[LISTED ENTRIES Boundary: Start]
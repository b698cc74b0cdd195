//! The workflow controller.
//!
//! Owns the file registry, the processing queue, the per-file field
//! configuration, the active selection, and the last submission record.
//! Callers never touch these directly: registration and the synchronous
//! mutation API go through `&self` methods that lock the state for the
//! duration of the call, and the two async passes (classification drain,
//! batch submission) copy what they need out of the lock before awaiting.

use std::collections::{HashMap, VecDeque};
use std::ops::Range;
use std::sync::{Mutex, MutexGuard};

use tokio::sync::Semaphore;

use super::{
    classifier, project_selection, submitter, FieldEntry, FieldView, FileStatus, FileStatusView,
    ManifestEntry, SubmissionRecord, WorkflowSnapshot,
};
use crate::backend::{HttpBackend, RedactionBackend};
use crate::config::BackendConfig;
use crate::error::{Result, WorkflowError};
use crate::fields::{display_name, FieldControl, RedactionMode};
use crate::files::{FileDescriptor, FileKind, FileRecord};

/// Everything the controller owns, behind one mutex.
///
/// Invariants: queue indices always refer to entries of `files`; an index
/// sits in the queue at most once and never while in flight; `fields` and
/// `failures` are disjoint; `active` refers to a registered file or is
/// `None`.
#[derive(Default)]
pub(crate) struct WorkflowState {
    pub files: Vec<FileRecord>,
    pub queue: VecDeque<usize>,
    pub in_flight: Option<usize>,
    pub fields: HashMap<usize, Vec<FieldEntry>>,
    pub failures: HashMap<usize, String>,
    pub active: Option<usize>,
    pub folder_path: String,
    pub output_path: String,
    pub last_submission: Option<SubmissionRecord>,
}

impl WorkflowState {
    pub fn control_mut(&mut self, index: usize, field: &str) -> Option<&mut FieldControl> {
        self.fields
            .get_mut(&index)?
            .iter_mut()
            .find(|entry| entry.id == field)
            .map(|entry| &mut entry.control)
    }

    pub fn status_of(&self, index: usize) -> FileStatus {
        if self.failures.contains_key(&index) {
            FileStatus::Failed
        } else if self.fields.contains_key(&index) {
            FileStatus::Classified
        } else if self.in_flight == Some(index) {
            FileStatus::Classifying
        } else {
            FileStatus::Pending
        }
    }
}

/// Orchestrates the whole redaction workflow against one backend.
pub struct WorkflowController<B: RedactionBackend> {
    pub(crate) backend: B,
    pub(crate) inner: Mutex<WorkflowState>,
    /// Admits one classification drain at a time.
    pub(crate) classify_gate: Semaphore,
    /// Admits one submission run at a time, independent of the classifier.
    pub(crate) submit_gate: Semaphore,
}

impl WorkflowController<HttpBackend> {
    /// Controller wired to the HTTP redaction service.
    pub fn connect(config: BackendConfig) -> Self {
        Self::new(HttpBackend::new(config))
    }
}

impl<B: RedactionBackend> WorkflowController<B> {
    pub fn new(backend: B) -> Self {
        Self {
            backend,
            inner: Mutex::new(WorkflowState::default()),
            classify_gate: Semaphore::new(1),
            submit_gate: Semaphore::new(1),
        }
    }

    pub(crate) fn state(&self) -> MutexGuard<'_, WorkflowState> {
        self.inner.lock().expect("workflow state poisoned")
    }

    // --- Registration ---

    /// Append files to the registry and enqueue them for classification.
    /// Returns the range of newly assigned indices. The first registration
    /// of the session also becomes the active file.
    pub fn register(&self, descriptors: Vec<FileDescriptor>) -> Range<usize> {
        let mut state = self.state();
        let start = state.files.len();

        for descriptor in descriptors {
            let index = state.files.len();
            let record = FileRecord::from_descriptor(index, descriptor);
            tracing::debug!(
                "[Workflow] Registered #{} {} ({})",
                index,
                record.name,
                record.kind.as_str()
            );
            state.files.push(record);
            state.queue.push_back(index);
        }

        let end = state.files.len();
        if end > start {
            if state.active.is_none() {
                state.active = Some(start);
            }
            tracing::info!(
                "[Workflow] Registered {} file(s), queue depth {}",
                end - start,
                state.queue.len() + usize::from(state.in_flight.is_some())
            );
        }
        start..end
    }

    /// Register every supported file the backend lists under a folder.
    /// The folder also becomes the session input path used by tabular
    /// redaction payloads.
    pub async fn register_from_folder(&self, folder_path: &str) -> Result<Range<usize>> {
        let folder = folder_path.trim();
        if folder.is_empty() {
            return Err(WorkflowError::MissingFolderPath);
        }

        {
            let mut state = self.state();
            state.folder_path = folder.to_string();
        }

        tracing::info!("[Workflow] Listing folder {}", folder);
        let listed = self.backend.list_folder(folder).await?;

        let supported: Vec<FileDescriptor> = listed
            .into_iter()
            .map(FileDescriptor::from_path)
            .filter(|descriptor| FileKind::from_name(&descriptor.name).is_supported())
            .collect();

        if supported.is_empty() {
            return Err(WorkflowError::NoSupportedFiles {
                folder: folder.to_string(),
            });
        }

        Ok(self.register(supported))
    }

    // --- Session paths ---

    pub fn set_output_path(&self, path: &str) {
        self.state().output_path = path.to_string();
    }

    pub fn set_folder_path(&self, path: &str) {
        self.state().folder_path = path.to_string();
    }

    // --- Field configuration (all no-ops without an active file) ---

    /// Flip a field's visibility on the active file.
    pub fn toggle_visible(&self, field: &str) {
        let mut state = self.state();
        let Some(index) = state.active else { return };
        if let Some(control) = state.control_mut(index, field) {
            control.toggle_visible();
        }
    }

    /// Set a field's redaction mode on the active file. Radio semantics:
    /// the new mode replaces any previous one.
    pub fn set_mode(&self, field: &str, mode: RedactionMode) {
        let mut state = self.state();
        let Some(index) = state.active else { return };
        if let Some(control) = state.control_mut(index, field) {
            control.set_mode(mode);
        }
    }

    /// Replace a field's prompt on the active file, verbatim.
    pub fn set_prompt(&self, field: &str, text: &str) {
        let mut state = self.state();
        let Some(index) = state.active else { return };
        if let Some(control) = state.control_mut(index, field) {
            control.prompt = text.to_string();
        }
    }

    /// Make a file the active one. Only classified files can be selected;
    /// anything else is a no-op.
    pub fn select_file(&self, index: usize) {
        let mut state = self.state();
        if state.fields.contains_key(&index) {
            state.active = Some(index);
            tracing::debug!("[Workflow] Active file is now #{}", index);
        }
    }

    // --- Recovery and reset ---

    /// Re-enqueue a file whose classification failed. Returns whether the
    /// file was actually re-enqueued; files in any other state are left
    /// alone. Nothing is ever retried automatically.
    pub fn retry_classification(&self, index: usize) -> bool {
        let mut state = self.state();
        if !state.failures.contains_key(&index) {
            return false;
        }
        if state.queue.contains(&index) || state.in_flight == Some(index) {
            return false;
        }
        state.failures.remove(&index);
        state.queue.push_back(index);
        tracing::info!("[Workflow] Re-enqueued #{} for classification", index);
        true
    }

    /// Discard all client-side state: registry, queue, configuration,
    /// active selection, and the last submission record. Does not abort an
    /// in-flight request; a drain resuming afterwards finds the queue empty
    /// and stops. Session paths survive.
    pub fn clear(&self) {
        let mut state = self.state();
        state.files.clear();
        state.queue.clear();
        state.in_flight = None;
        state.fields.clear();
        state.failures.clear();
        state.active = None;
        state.last_submission = None;
        tracing::info!("[Workflow] Cleared all files and configuration");
    }

    // --- Read-only snapshots ---

    /// Files still awaiting classification, the in-flight one included.
    pub fn queue_depth(&self) -> usize {
        let state = self.state();
        state.queue.len() + usize::from(state.in_flight.is_some())
    }

    pub fn active_index(&self) -> Option<usize> {
        self.state().active
    }

    pub fn file_status(&self, index: usize) -> Option<FileStatus> {
        let state = self.state();
        if index >= state.files.len() {
            return None;
        }
        Some(state.status_of(index))
    }

    /// The active file's fields, in classification order, with display
    /// labels. Empty while nothing is active or classified.
    pub fn active_fields(&self) -> Vec<FieldView> {
        let state = self.state();
        let Some(index) = state.active else {
            return Vec::new();
        };
        state
            .fields
            .get(&index)
            .map(|entries| {
                entries
                    .iter()
                    .map(|entry| FieldView {
                        id: entry.id.clone(),
                        label: display_name(&entry.id),
                        control: entry.control.clone(),
                    })
                    .collect()
            })
            .unwrap_or_default()
    }

    pub fn last_submission(&self) -> Option<SubmissionRecord> {
        self.state().last_submission.clone()
    }

    /// Full status view for progress rendering.
    pub fn snapshot(&self) -> WorkflowSnapshot {
        let state = self.state();
        let files = state
            .files
            .iter()
            .map(|record| FileStatusView {
                index: record.index,
                name: record.name.clone(),
                kind: record.kind,
                status: state.status_of(record.index),
                field_count: state
                    .fields
                    .get(&record.index)
                    .map(Vec::len)
                    .unwrap_or(0),
                error: state.failures.get(&record.index).cloned(),
            })
            .collect();

        WorkflowSnapshot {
            queue_depth: state.queue.len() + usize::from(state.in_flight.is_some()),
            in_flight: state.in_flight,
            active_index: state.active,
            files,
            last_submission: state.last_submission.clone(),
        }
    }

    /// What submission would send, per classified file, in registration
    /// order: visible fields only, names stripped.
    pub fn selection_manifest(&self) -> Vec<ManifestEntry> {
        let state = self.state();
        state
            .files
            .iter()
            .filter_map(|record| {
                state.fields.get(&record.index).map(|entries| ManifestEntry {
                    file_name: record.name.clone(),
                    fields: project_selection(entries),
                })
            })
            .collect()
    }

    // --- Async passes ---

    /// Drain the processing queue, one classification at a time. Safe to
    /// call from several tasks; a second caller waits for the running drain
    /// and then finds whatever is left. Returns the number of attempts made
    /// by this call.
    pub async fn process_pending(&self) -> usize {
        classifier::drain_queue(self).await
    }

    /// Run one batch submission over all registered files.
    pub async fn submit(&self) -> Result<SubmissionRecord> {
        submitter::run_batch(self).await
    }
}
[LISTED ENTRIES Boundary: End]
EXERCISE BRIEF:
Pull every line holding "becomes" out of the records.

TASK OUTPUT:
    /// of the session also becomes the active file.
    /// The folder also becomes the session input path used by tabular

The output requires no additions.